WHAT IS BEING ASKED:
Wherever a line in the data holds the word "trim", pull that line out.

═════ SOURCE INFORMATION

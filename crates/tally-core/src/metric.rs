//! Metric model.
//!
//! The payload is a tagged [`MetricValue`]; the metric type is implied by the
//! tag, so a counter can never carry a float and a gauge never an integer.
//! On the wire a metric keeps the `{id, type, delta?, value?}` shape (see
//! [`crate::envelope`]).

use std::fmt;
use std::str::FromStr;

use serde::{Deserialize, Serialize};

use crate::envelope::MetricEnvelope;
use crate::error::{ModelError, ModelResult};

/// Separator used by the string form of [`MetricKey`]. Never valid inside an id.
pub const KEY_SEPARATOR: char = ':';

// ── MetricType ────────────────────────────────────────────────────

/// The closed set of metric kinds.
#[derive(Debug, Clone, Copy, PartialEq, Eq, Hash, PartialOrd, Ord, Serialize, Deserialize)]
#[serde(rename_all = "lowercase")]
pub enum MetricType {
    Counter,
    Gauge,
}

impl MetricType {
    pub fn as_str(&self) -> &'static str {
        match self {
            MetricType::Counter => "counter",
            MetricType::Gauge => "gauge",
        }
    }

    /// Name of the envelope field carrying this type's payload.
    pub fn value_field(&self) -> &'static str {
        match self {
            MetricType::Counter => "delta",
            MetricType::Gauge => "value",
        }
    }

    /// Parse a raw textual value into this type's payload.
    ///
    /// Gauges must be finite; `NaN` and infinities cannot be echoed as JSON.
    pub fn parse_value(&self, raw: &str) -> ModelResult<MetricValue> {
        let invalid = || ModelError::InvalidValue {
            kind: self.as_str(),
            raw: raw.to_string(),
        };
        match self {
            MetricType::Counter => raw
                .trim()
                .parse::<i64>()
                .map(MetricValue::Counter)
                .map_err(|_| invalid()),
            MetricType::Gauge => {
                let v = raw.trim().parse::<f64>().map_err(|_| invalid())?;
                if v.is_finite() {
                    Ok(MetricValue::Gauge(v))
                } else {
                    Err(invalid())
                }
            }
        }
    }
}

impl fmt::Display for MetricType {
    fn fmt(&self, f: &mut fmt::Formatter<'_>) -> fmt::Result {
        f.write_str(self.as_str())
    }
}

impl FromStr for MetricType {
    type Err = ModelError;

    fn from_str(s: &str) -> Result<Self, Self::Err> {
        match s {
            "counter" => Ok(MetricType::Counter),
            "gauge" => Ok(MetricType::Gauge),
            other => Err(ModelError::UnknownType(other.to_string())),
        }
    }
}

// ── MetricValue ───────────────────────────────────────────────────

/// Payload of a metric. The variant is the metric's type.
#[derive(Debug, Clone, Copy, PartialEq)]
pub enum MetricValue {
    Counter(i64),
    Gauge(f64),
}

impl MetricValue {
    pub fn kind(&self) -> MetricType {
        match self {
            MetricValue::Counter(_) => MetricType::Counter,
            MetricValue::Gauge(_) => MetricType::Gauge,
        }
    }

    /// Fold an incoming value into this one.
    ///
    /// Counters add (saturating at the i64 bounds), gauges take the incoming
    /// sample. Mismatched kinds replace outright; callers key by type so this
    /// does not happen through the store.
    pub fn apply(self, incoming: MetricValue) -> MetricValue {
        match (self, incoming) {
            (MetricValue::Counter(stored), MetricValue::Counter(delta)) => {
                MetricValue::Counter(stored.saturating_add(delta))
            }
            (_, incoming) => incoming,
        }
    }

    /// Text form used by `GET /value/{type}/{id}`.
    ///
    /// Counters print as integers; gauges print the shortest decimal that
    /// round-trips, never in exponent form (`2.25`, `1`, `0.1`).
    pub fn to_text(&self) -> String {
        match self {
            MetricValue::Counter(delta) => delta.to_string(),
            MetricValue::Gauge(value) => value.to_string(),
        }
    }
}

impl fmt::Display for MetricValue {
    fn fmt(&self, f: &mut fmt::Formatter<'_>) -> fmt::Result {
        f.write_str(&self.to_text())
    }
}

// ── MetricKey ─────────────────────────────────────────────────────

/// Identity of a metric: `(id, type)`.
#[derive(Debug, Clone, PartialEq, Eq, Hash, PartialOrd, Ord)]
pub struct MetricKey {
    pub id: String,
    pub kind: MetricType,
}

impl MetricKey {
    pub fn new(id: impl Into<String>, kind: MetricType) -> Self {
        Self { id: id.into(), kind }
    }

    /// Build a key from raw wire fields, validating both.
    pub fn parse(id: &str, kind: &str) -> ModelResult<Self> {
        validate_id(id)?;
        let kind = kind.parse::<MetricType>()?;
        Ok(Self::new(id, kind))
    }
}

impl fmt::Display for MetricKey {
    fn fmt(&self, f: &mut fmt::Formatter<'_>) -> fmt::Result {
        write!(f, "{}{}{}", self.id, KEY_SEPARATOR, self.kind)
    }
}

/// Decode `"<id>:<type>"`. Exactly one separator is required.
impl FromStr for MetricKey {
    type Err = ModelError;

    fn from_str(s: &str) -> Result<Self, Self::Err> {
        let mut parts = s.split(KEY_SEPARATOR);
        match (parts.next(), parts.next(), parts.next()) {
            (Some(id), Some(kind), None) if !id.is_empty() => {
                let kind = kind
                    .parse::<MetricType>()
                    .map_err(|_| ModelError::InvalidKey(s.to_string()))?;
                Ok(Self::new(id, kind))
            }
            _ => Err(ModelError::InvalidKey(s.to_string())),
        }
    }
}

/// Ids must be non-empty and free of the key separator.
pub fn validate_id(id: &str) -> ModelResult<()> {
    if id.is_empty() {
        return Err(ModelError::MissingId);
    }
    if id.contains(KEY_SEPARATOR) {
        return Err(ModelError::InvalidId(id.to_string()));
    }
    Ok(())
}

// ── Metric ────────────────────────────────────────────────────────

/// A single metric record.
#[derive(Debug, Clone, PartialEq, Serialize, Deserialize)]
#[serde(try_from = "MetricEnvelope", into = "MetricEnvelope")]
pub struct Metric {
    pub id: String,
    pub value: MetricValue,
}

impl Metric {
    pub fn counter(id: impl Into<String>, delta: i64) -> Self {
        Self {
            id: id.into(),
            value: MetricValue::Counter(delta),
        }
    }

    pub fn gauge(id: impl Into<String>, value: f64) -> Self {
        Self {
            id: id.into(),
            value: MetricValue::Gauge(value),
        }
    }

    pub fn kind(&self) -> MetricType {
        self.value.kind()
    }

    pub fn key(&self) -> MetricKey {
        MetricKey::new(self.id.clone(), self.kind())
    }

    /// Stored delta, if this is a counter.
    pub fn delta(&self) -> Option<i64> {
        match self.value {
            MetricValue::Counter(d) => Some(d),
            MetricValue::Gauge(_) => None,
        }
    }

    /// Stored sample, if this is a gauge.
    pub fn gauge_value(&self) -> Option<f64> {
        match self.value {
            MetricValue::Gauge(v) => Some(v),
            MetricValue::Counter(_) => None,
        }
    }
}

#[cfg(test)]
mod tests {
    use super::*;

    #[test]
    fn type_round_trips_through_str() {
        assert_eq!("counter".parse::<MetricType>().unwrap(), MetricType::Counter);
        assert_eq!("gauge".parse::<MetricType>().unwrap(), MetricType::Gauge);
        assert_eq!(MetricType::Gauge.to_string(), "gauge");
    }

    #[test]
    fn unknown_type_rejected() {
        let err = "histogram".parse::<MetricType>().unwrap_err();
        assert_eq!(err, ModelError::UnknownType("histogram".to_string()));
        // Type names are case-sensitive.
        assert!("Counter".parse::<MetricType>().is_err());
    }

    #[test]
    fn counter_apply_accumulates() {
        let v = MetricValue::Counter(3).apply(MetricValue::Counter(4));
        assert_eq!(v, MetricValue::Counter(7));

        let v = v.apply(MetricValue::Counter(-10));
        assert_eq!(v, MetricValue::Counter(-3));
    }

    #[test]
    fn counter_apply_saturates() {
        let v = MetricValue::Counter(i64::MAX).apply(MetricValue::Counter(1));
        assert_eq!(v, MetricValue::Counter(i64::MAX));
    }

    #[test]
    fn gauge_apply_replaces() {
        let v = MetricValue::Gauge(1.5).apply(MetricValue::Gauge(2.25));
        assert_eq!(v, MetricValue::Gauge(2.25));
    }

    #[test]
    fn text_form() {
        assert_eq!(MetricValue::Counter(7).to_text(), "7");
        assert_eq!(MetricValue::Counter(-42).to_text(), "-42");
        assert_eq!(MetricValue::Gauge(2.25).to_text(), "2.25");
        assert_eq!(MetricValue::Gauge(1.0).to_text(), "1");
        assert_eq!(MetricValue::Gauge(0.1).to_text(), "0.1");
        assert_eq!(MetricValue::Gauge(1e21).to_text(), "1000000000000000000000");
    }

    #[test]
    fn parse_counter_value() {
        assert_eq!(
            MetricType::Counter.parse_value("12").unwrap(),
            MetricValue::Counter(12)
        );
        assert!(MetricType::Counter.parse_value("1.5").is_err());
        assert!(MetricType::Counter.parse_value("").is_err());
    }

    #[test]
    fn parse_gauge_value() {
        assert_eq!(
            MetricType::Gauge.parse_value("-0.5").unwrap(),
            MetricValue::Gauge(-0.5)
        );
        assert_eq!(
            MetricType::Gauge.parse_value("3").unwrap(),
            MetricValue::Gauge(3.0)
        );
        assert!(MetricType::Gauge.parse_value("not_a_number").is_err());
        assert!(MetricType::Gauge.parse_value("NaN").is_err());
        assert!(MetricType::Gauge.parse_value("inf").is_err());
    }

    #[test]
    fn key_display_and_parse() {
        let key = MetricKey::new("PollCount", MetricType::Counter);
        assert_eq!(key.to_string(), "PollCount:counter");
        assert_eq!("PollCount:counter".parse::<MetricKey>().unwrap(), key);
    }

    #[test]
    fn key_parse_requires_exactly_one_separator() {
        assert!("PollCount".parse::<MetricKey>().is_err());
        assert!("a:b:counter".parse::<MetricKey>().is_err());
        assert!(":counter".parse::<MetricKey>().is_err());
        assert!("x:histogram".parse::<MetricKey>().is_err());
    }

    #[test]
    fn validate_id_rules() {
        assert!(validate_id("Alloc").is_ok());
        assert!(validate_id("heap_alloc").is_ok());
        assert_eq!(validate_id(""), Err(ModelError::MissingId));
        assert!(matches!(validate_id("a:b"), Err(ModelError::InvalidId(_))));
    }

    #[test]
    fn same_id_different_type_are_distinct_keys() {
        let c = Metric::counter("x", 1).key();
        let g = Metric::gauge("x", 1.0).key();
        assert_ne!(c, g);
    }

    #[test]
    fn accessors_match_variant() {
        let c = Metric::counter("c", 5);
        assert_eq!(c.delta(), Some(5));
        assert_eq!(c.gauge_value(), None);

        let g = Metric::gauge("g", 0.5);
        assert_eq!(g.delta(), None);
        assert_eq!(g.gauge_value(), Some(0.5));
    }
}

══════════

TASK ANSWER:
                .trim()
                let v = raw.trim().parse::<f64>().map_err(|_| invalid())?;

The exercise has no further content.